A pergunta foi desagradável.
Provavelmente, ele mesmo percebeu, pois acrescentou:
— Henrique Silveira não é uma boa pessoa. Eu não te disse para ficar longe dele?
Falava como se ele mesmo fosse um santo.
Valentina Souza revirou os olhos mentalmente, mas explicou com paciência:
— Nos encontramos hoje e ele acidentalmente me atingiu. Então, ele me trouxe para casa.
Cesar Gomes, claramente insatisfeito com a resposta, ia dizer mais alguma coisa.
— Muitas pessoas estavam lá hoje. Se não acredita, pode perguntar ao Narciso Pereira e aos outros. — Eram todos do mesmo círculo social; embora não fossem íntimos, já se conheciam.
Percebendo a impaciência no tom de Valentina Souza, Cesar Gomes se calou.
Mas a expressão em seu rosto não melhorou.
Valentina Souza fez uma pausa e se virou para ele.
— Por que você veio me procurar hoje?
— Descobriu quem estava por trás daquela fofoca na internet?
Ao ouvir Valentina Souza mencionar isso, a expressão de Cesar Gomes vacilou.

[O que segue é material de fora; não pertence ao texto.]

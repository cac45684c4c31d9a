use async_nats::jetstream::AckKind;
use internal::{
    domain::{alarm::AlarmOutcome, error::AlarmServiceError},
    port::alarm::AlarmDriverPort,
};

use crate::inbound::model::event::EventDecoder;

/// Turns one stream payload into an alarm decision.
pub struct MotionHandler<A: AlarmDriverPort> {
    decoder: EventDecoder,
    alarm_service: A,
}

impl<A: AlarmDriverPort> MotionHandler<A> {
    pub fn new(decoder: EventDecoder, alarm_service: A) -> Self {
        MotionHandler { decoder, alarm_service }
    }

    pub async fn handle(&self, payload: &[u8]) -> Result<AlarmOutcome, AlarmServiceError> {
        match self.decoder.extract_event(payload) {
            Ok(event) => Ok(self.alarm_service.process(event).await),
            Err(e) => self.alarm_service.handle_malformed(e),
        }
    }
}

/// A handled message is acked, a rejected one is terminated so it is never redelivered.
pub fn ack_kind(result: &Result<AlarmOutcome, AlarmServiceError>) -> AckKind {
    match result {
        Ok(_) => AckKind::Ack,
        Err(_) => AckKind::Term,
    }
}

#[cfg(test)]
mod tests {
    use chrono::Utc;
    use internal::{
        domain::{
            alarm::{AlarmConfig, MalformedEventPolicy},
            error::EventError,
        },
        service::alarm_service::AlarmService,
    };

    use super::*;
    use crate::{
        inbound::model::event::{Envelope, EnvelopeKind},
        outbound::discord_webhook::DiscordWebhook,
    };

    fn handler(policy: MalformedEventPolicy, envelope: Envelope) -> MotionHandler<AlarmService<DiscordWebhook, Utc>> {
        let config = AlarmConfig {
            malformed_policy: policy,
            ..Default::default()
        };
        let service = AlarmService::with_timezone(config, DiscordWebhook::new(None).unwrap(), Utc);
        MotionHandler::new(EventDecoder::new(envelope), service)
    }

    #[tokio::test]
    async fn should_ack_daytime_motion_without_alarm() {
        let handler = handler(MalformedEventPolicy::Abort, Envelope::Plain);

        // 2024-03-01T12:00:00Z
        let result = handler
            .handle(br#"{"timestamp": 1709294400, "motion_detected": true}"#)
            .await;

        assert_eq!(result, Ok(AlarmOutcome::OutsideNightWindow));
        assert!(matches!(ack_kind(&result), AckKind::Ack));
    }

    #[tokio::test]
    async fn should_ack_night_motion_even_when_delivery_fails() {
        let handler = handler(MalformedEventPolicy::Abort, Envelope::Plain);

        // 2024-03-01T23:00:00Z
        let result = handler
            .handle(br#"{"timestamp": 1709334000, "motion_detected": true}"#)
            .await;

        assert_eq!(result, Ok(AlarmOutcome::NotificationFailed));
        assert!(matches!(ack_kind(&result), AckKind::Ack));
    }

    #[tokio::test]
    async fn should_unwrap_nested_envelope_before_deciding() {
        let handler = handler(MalformedEventPolicy::Abort, EnvelopeKind::Nested.with_key("message"));

        let result = handler
            .handle(br#"{"message": "{\"timestamp\": 1709294400, \"motion_detected\": false}"}"#)
            .await;

        assert_eq!(result, Ok(AlarmOutcome::NoMotion));
    }

    #[tokio::test]
    async fn should_ack_and_continue_on_malformed_payload_when_skipping() {
        let handler = handler(MalformedEventPolicy::Skip, Envelope::Plain);

        let skipped = handler.handle(b"not json").await;
        let next = handler
            .handle(br#"{"timestamp": 1709294400, "motion_detected": false}"#)
            .await;

        assert_eq!(skipped, Ok(AlarmOutcome::Skipped));
        assert!(matches!(ack_kind(&skipped), AckKind::Ack));
        assert_eq!(next, Ok(AlarmOutcome::NoMotion));
    }

    #[tokio::test]
    async fn should_terminate_malformed_payload_when_aborting() {
        let handler = handler(MalformedEventPolicy::Abort, Envelope::Plain);

        let result = handler.handle(br#"{"motion_detected": true}"#).await;

        assert!(matches!(
            &result,
            Err(AlarmServiceError::MalformedEvent(EventError::InvalidField(msg))) if msg.contains("timestamp")
        ));
        assert!(matches!(ack_kind(&result), AckKind::Term));
    }
}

— Ah, ainda não descobrimos.
Pela sua expressão, Valentina Souza soube que a investigação provavelmente já havia chegado a Flávia Souza.
Mas se ele não queria dizer, ela também não insistiria.
Apenas sorriu e disse:
— Se descobrir quem foi, dê uma boa lição nessa pessoa. Que maldade.

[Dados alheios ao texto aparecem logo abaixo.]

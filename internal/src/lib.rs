pub mod domain {
    pub mod alarm;
    pub mod error;
    pub mod event;
    pub mod night_window;
}
pub mod port {
    pub mod alarm;
    pub mod notifier;
}
pub mod service {
    pub mod alarm_service;
}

— Se não há mais nada, vou entrar.
Cesar Gomes pareceu só então notar seu ferimento.
Ele estendeu a mão e tocou levemente na gaze.
— Dói?
Valentina Souza balançou a cabeça.
— O médico disse que não é nada grave.
— Mas eu gostaria de descansar. — Valentina Souza fingiu um bocejo.
A mão de Cesar Gomes parou.
Ele baixou a cabeça e olhou para ela com um ar queixoso.
— Valentina, por que sinto que você está cada vez mais impaciente comigo?
— Antes, você queria passar o máximo de tempo possível ao meu lado. Agora, só me apressa para ir embora.